Thursday, May 25, 2006

The Name of God, Pt. 2: The Reverence of God's Name

If the Scriptures command us to "publish the name of YHVH," how then did the custom of avoiding it come about? It was not through some priestly conspiracy, as I've seen some suggest, but out of a deep sense of reverence.

First, let's step back from the speaking of God's Name to the writing of it. Why is it many observant Jews even refrain from writing "Lord" and "God," but render them "L-rd" and "G-d" instead? (I've even seen a few Messianics take this to an extreme, writing "M-ss--h" instead of Messiah.)

The answer is found in Deu. 12:2-4:
Ye shall utterly destroy all the places, wherein the nations which ye shall possess served their gods, upon the high mountains, and upon the hills, and under every green tree: And ye shall overthrow their altars, and break their pillars, and burn their groves with fire; and ye shall hew down the graven images of their gods, and destroy the names of them out of that place. Ye shall not do so unto YHVH your God.
To understand why a Jew will not write the Name, or even a title, of God, you have to look at this passage like a rabbi. Remember that the rabbis both seek to keep the most literal interpretation of a command possible as well as observe its drash. For example, when an Orthodox Jew wears teffilin (phylacteries) in prayer, it's to keep the command to wear God's Word on his hand and between his eyes literally (Deu. 6:8). Therefore, when they see a command to destroy the names of the pagan gods, but not to do the same to the Name of YHVH, the observant Jew likewise takes that command very literally.
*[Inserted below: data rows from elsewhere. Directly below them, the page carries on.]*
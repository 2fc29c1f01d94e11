//! The canonical set of names slated for removal

use crate::name::{self, ArchiveName};
use std::collections::BTreeSet;

/// Sorted, deduplicated set of archive names to delete
///
/// Names recorded as subtree roots (recursive mode only) also cover every
/// name below them, so records of descendants that never showed up during
/// the scan are still dropped.
#[derive(Debug, Clone, Default, PartialEq, Eq)]
pub struct DeletionSet {
    names: BTreeSet<ArchiveName>,
    subtree_roots: BTreeSet<ArchiveName>,
}

impl DeletionSet {
    /// Create an empty set
    pub fn new() -> Self {
        Self::default()
    }

    /// Add a single name. The archive root is never accepted.
    pub fn insert(&mut self, name: ArchiveName) -> bool {
        if name.is_root() {
            return false;
        }
        self.names.insert(name)
    }

    /// Add a directory whose whole subtree goes with it
    pub fn insert_subtree(&mut self, dir: ArchiveName) {
        if dir.is_root() {
            return;
        }
        self.names.insert(dir.clone());
        self.subtree_roots.insert(dir);
    }

    /// Exact membership
    pub fn contains(&self, name: &ArchiveName) -> bool {
        self.names.contains(name)
    }

    /// Membership including coverage by a subtree root
    pub fn covers(&self, name: &ArchiveName) -> bool {
        if self.names.contains(name) {
            return true;
        }
        if self.subtree_roots.is_empty() {
            return false;
        }
        name.ancestors()
            .any(|a| self.subtree_roots.contains(&ArchiveName::from_bytes(a.to_vec())))
    }

    /// Names in byte order
    pub fn iter(&self) -> impl Iterator<Item = &ArchiveName> {
        self.names.iter()
    }

    /// Subtree roots in byte order
    pub fn subtree_roots(&self) -> impl Iterator<Item = &ArchiveName> {
        self.subtree_roots.iter()
    }

    /// Number of names
    pub fn len(&self) -> usize {
        self.names.len()
    }

    /// Whether nothing is slated for removal
    pub fn is_empty(&self) -> bool {
        self.names.is_empty()
    }

    /// Serialized form hashed and stored in the plan file
    ///
    /// Plain names are NUL-terminated; a subtree root is written a second
    /// time with a trailing `/` so the encoding stays unambiguous.
    pub fn to_plan_bytes(&self) -> Vec<u8> {
        let mut out = name::encode_nul_list(&self.names);
        for root in &self.subtree_roots {
            out.extend_from_slice(root.as_bytes());
            out.extend_from_slice(b"/\0");
        }
        out
    }

    /// Parse [`to_plan_bytes`](Self::to_plan_bytes) output
    pub fn from_plan_bytes(data: &[u8]) -> Self {
        let mut set = Self::new();
        for chunk in data.split(|&b| b == 0).filter(|c| !c.is_empty()) {
            match chunk.strip_suffix(b"/") {
                Some(dir) => set.insert_subtree(ArchiveName::from_bytes(dir.to_vec())),
                None => {
                    set.insert(ArchiveName::from_bytes(chunk.to_vec()));
                }
            }
        }
        set
    }
}

impl FromIterator<ArchiveName> for DeletionSet {
    fn from_iter<I: IntoIterator<Item = ArchiveName>>(iter: I) -> Self {
        let mut set = Self::new();
        for name in iter {
            set.insert(name);
        }
        set
    }
}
If you write YHVH--or indeed, any Name or title belonging to the God of Abraham, Isaac, and Jacob--on a piece of paper, and then either erase the Name or allow the paper to be destroyed, to the Jew you are destroying the Name of God.

What then of speaking the Name of God? Forbidding this practice came out of two separate issues. The first is the command that he who blasphemes (slanders) the Name of YHVH must be put to death (Lev. 24:16). Again, think like a rabbi: The noblest pursuit in their minds is to put a fence around the Torah--that is, to erect commands beyond what the Torah commands so that one will not accidentally sin. For example, to create a specified "Sabbath's day journey" that one isn't supposed to walk beyond (about half a mile). If one were forced to walk just a little more than the prescribed journey, one wouldn't have sinned against the Sabbath by working. The same principle applies here: The simplest way to avoid accidentally blaspheming the Name is to avoid using it altogether.

The second issue is that the pagans in the first century (and the neo-pagans of today) used the names of their gods in magical rites, and the Jews didn't want them to use YHVH's Name the same way. This is why, for example, the book of Esther only contains the Name in four hidden acrostics, and then only in the original Hebrew: It was a safeguard against the Persians, among whom the book was published (likely in their own language) learning and misusing God's Name.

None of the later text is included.